Worries over brimming inventories and a looming refined products glut were overweighed by some 2.5 million barrels of daily production that have been taken off the market due to the supply disruptions in Canada and elsewhere resulted in rise of global oil prices for again on Tuesday.
International Brent crude futures LCOc1 were up 47 cents, or 1 percent, from their last settlement as they traded around the $44 per barrel mark on Tuesday continuing their upward trend.
Held back more than Brent by record U.S. oil stocks, U.S. crude futures CLc1 were trading at $43.65 per barrel, up 21 cents.
Canadian officials said that almost 90 percent of buildings in the oil sands town of Fort McMurray were saved after the officials were able to got their first glimpse of Fort McMurray since a wildfire erupted and knocked out vast amounts of crude production there.

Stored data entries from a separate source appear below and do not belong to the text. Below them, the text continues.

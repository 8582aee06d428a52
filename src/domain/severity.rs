use serde::{Deserialize, Serialize};
use std::fmt;

/// Severity carried in the event envelope.
///
/// This is the semantic level of a telemetry signal, not the level the agent
/// logs its own diagnostics at (see `app::LogLevel`).
#[derive(Debug, Clone, Copy, PartialEq, Eq, Default, Serialize, Deserialize)]
#[serde(rename_all = "lowercase")]
pub enum Severity {
    Debug,
    #[default]
    Info,
    Warn,
    Error,
    Critical,
}

impl Severity {
    pub fn as_str(&self) -> &'static str {
        match self {
            Severity::Debug => "debug",
            Severity::Info => "info",
            Severity::Warn => "warn",
            Severity::Error => "error",
            Severity::Critical => "critical",
        }
    }
}

impl fmt::Display for Severity {
    fn fmt(&self, f: &mut fmt::Formatter<'_>) -> fmt::Result {
        f.write_str(self.as_str())
    }
}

While evacuees need to leave production plants before staff can return, producers expect shutdowns of several weeks as facilities like pipelines that were close to the fires need to be inspected despite the improving conditions.

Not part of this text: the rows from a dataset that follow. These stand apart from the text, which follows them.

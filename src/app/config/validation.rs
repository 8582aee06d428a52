use super::{Config, ConfigError};
use url::Url;

fn validate_http_url(label: &str, value: &str) -> Result<(), ConfigError> {
    let url = Url::parse(value)
        .map_err(|e| ConfigError::InvalidUrl(format!("Invalid {label} URL '{value}': {e}")))?;

    match url.scheme() {
        "http" | "https" => Ok(()),
        scheme => Err(ConfigError::InvalidUrl(format!(
            "Invalid {label} URL '{value}': unsupported scheme '{scheme}'"
        ))),
    }
}

impl Config {
    pub fn validate(&self) -> Result<(), ConfigError> {
        validate_http_url("endpoint", &self.endpoint)?;
        validate_http_url("batch endpoint", &self.resolved_batch_endpoint)?;

        if self.batch_size == 0 {
            return Err(ConfigError::InvalidConfig(
                "Batch size must be greater than 0".to_string(),
            ));
        }

        if self.batch_interval_ms == 0 {
            return Err(ConfigError::InvalidConfig(
                "Batch interval must be greater than 0".to_string(),
            ));
        }

        if self.request_timeout_ms == 0 {
            return Err(ConfigError::InvalidConfig(
                "Request timeout must be greater than 0".to_string(),
            ));
        }

        if let Some(max_queue_len) = self.max_queue_len
            && max_queue_len < self.batch_size
        {
            return Err(ConfigError::InvalidConfig(format!(
                "Max queue length ({max_queue_len}) must be at least as large as batch size ({})",
                self.batch_size
            )));
        }

        if self.beacon_max_payload_bytes == 0 {
            return Err(ConfigError::InvalidConfig(
                "Beacon payload limit must be greater than 0".to_string(),
            ));
        }

        Ok(())
    }
}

Global disruptions have been pushed to more than 2.5 million bpd since the beginning of the year due to the outages in Canada which consultancy Energy Aspects said now totaled 1.6 million barrels per day (bpd). A glut that emerged in mid-2014 and pulled down prices by around 70 percent before a recovery started early this year have at least been temporarily wiped out by this outage from Canada of oil supply.
While BMI Research said that production in Asia would fall by 4.9 percent in 2016, equivalent to 331,500 bpd, Goldman Sachs said it expected a decline in U.S. oil production by 650,000 bpd this year. Production in Latin America and Africa is also stalling.

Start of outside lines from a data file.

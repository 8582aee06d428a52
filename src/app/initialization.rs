use super::config::LogLevel;
use thiserror::Error;

const VALID_LEVELS: [&str; 5] = ["error", "warn", "info", "debug", "trace"];

#[derive(Error, Debug)]
pub enum InitializationError {
    #[error("Invalid log level '{input}'. Valid levels: {valid_levels:?}")]
    InvalidLogLevel {
        input: String,
        valid_levels: Vec<String>,
    },

    #[error("Invalid directive format '{input}'. Expected: '{expected}'")]
    InvalidDirectiveFormat { input: String, expected: String },

    #[error("Empty target in directive '{input}'")]
    EmptyTarget { input: String },

    #[error("Logging system initialization failed: {details}")]
    LoggingInitFailed {
        details: String,
        #[source]
        source: Box<dyn std::error::Error + Send + Sync>,
    },
}

impl InitializationError {
    pub fn is_recoverable(&self) -> bool {
        !matches!(self, InitializationError::LoggingInitFailed { .. })
    }

    pub fn fallback_strategy(&self) -> FallbackStrategy {
        match self {
            InitializationError::InvalidLogLevel { .. } => FallbackStrategy::UseDefaultLevel,
            InitializationError::InvalidDirectiveFormat { .. }
            | InitializationError::EmptyTarget { .. } => FallbackStrategy::SkipDirective,
            InitializationError::LoggingInitFailed { .. } => FallbackStrategy::RunWithoutLogging,
        }
    }
}

#[derive(Debug, Clone, Copy, PartialEq, Eq)]
pub enum FallbackStrategy {
    UseDefaultLevel,
    SkipDirective,
    /// Delivery keeps working; only diagnostics are lost.
    RunWithoutLogging,
}

fn parse_level(input: &str) -> Result<LogLevel, InitializationError> {
    input
        .parse::<LogLevel>()
        .map_err(|_| InitializationError::InvalidLogLevel {
            input: input.to_string(),
            valid_levels: VALID_LEVELS.iter().map(|l| (*l).to_string()).collect(),
        })
}

/// One `target=level` entry of the subscriber filter.
#[derive(Debug, Clone, PartialEq, Eq)]
pub struct LogDirective {
    pub target: String,
    pub level: LogLevel,
}

impl LogDirective {
    pub fn new(target: impl Into<String>, level: LogLevel) -> Self {
        Self {
            target: target.into(),
            level,
        }
    }

    pub fn parse(directive: &str) -> Result<Self, InitializationError> {
        let Some((target, level)) = directive.split_once('=') else {
            return Err(InitializationError::InvalidDirectiveFormat {
                input: directive.to_string(),
                expected: "target=level".to_string(),
            });
        };

        if level.contains('=') {
            return Err(InitializationError::InvalidDirectiveFormat {
                input: directive.to_string(),
                expected: "target=level".to_string(),
            });
        }

        let target = target.trim();
        if target.is_empty() {
            return Err(InitializationError::EmptyTarget {
                input: directive.to_string(),
            });
        }

        Ok(LogDirective::new(target, parse_level(level.trim())?))
    }

    pub fn to_filter_string(&self) -> String {
        format!("{}={}", self.target, self.level.as_str())
    }
}
/// Load and parse an environment variable.
/// Returns Ok(()) if the variable doesn't exist (keeps default).
pub fn load_env_var<T>(name: &str, target: &mut T) -> Result<(), super::ConfigError>
where
    T: std::str::FromStr,
    T::Err: std::fmt::Display,
{
    if let Ok(value) = std::env::var(name) {
        *target = value
            .parse()
            .map_err(|e| super::ConfigError::EnvError(format!("Invalid {name}: {e}")))?;
    }
    Ok(())
}

/// Load an optional parsed environment variable.
pub fn load_env_var_opt<T>(name: &str, target: &mut Option<T>) -> Result<(), super::ConfigError>
where
    T: std::str::FromStr,
    T::Err: std::fmt::Display,
{
    if let Ok(value) = std::env::var(name) {
        let parsed = value
            .parse()
            .map_err(|e| super::ConfigError::EnvError(format!("Invalid {name}: {e}")))?;
        *target = Some(parsed);
    }
    Ok(())
}

/// Load a boolean flag. Accepts `1`/`0` as well as `true`/`false`.
pub fn load_env_bool(name: &str, target: &mut bool) -> Result<(), super::ConfigError> {
    if let Ok(value) = std::env::var(name) {
        *target = match value.trim().to_lowercase().as_str() {
            "1" | "true" | "yes" | "on" => true,
            "0" | "false" | "no" | "off" | "" => false,
            _ => {
                return Err(super::ConfigError::EnvError(format!(
                    "Invalid {name}: {value}"
                )));
            }
        };
    }
    Ok(())
}

pub fn load_env_string_opt(name: &str, target: &mut Option<String>) {
    if let Ok(value) = std::env::var(name) {
        *target = Some(value);
    }
}

pub fn load_env_string(name: &str, target: &mut String) {
    if let Ok(value) = std::env::var(name) {
        *target = value;
    }
}

/// Load a comma separated list, dropping empty entries.
pub fn load_env_list(name: &str, target: &mut Vec<String>) {
    if let Ok(value) = std::env::var(name) {
        *target = value
            .split(',')
            .map(str::trim)
            .filter(|entry| !entry.is_empty())
            .map(String::from)
            .collect();
    }
}

pub fn load_env_path_opt(name: &str, target: &mut Option<std::path::PathBuf>) {
    if let Ok(value) = std::env::var(name) {
        *target = Some(std::path::PathBuf::from(value));
    }
}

Due to concerns about more than ample U.S. inventories, which are expected to hit records even with the disruptions in Canada, U.S. crude and Brent are down 2.3 percent and 2.8 percent respectively since last week's close despite the output reductions.
"Despite some significant supply disruptions, most notably in Canada, ongoing bearish fundamentals precipitated a modest retracement in prices," Societe Generale said in a weekly note to clients.
With crude inventories expected to have built by 500,000 barrels to a record above 543 million barrels, a Reuters poll showed that the U.S. commercial crude stockpiles have likely risen for a fifth straight week.
A balanced market with plentiful stocks might be reflected by a $40-$50 per barrel price range, said some traders.
Threatening to overwhelm demand despite the coming U.S. summer driving season, refiners have produced large volumes of gasoline and diesel with plenty of crude available.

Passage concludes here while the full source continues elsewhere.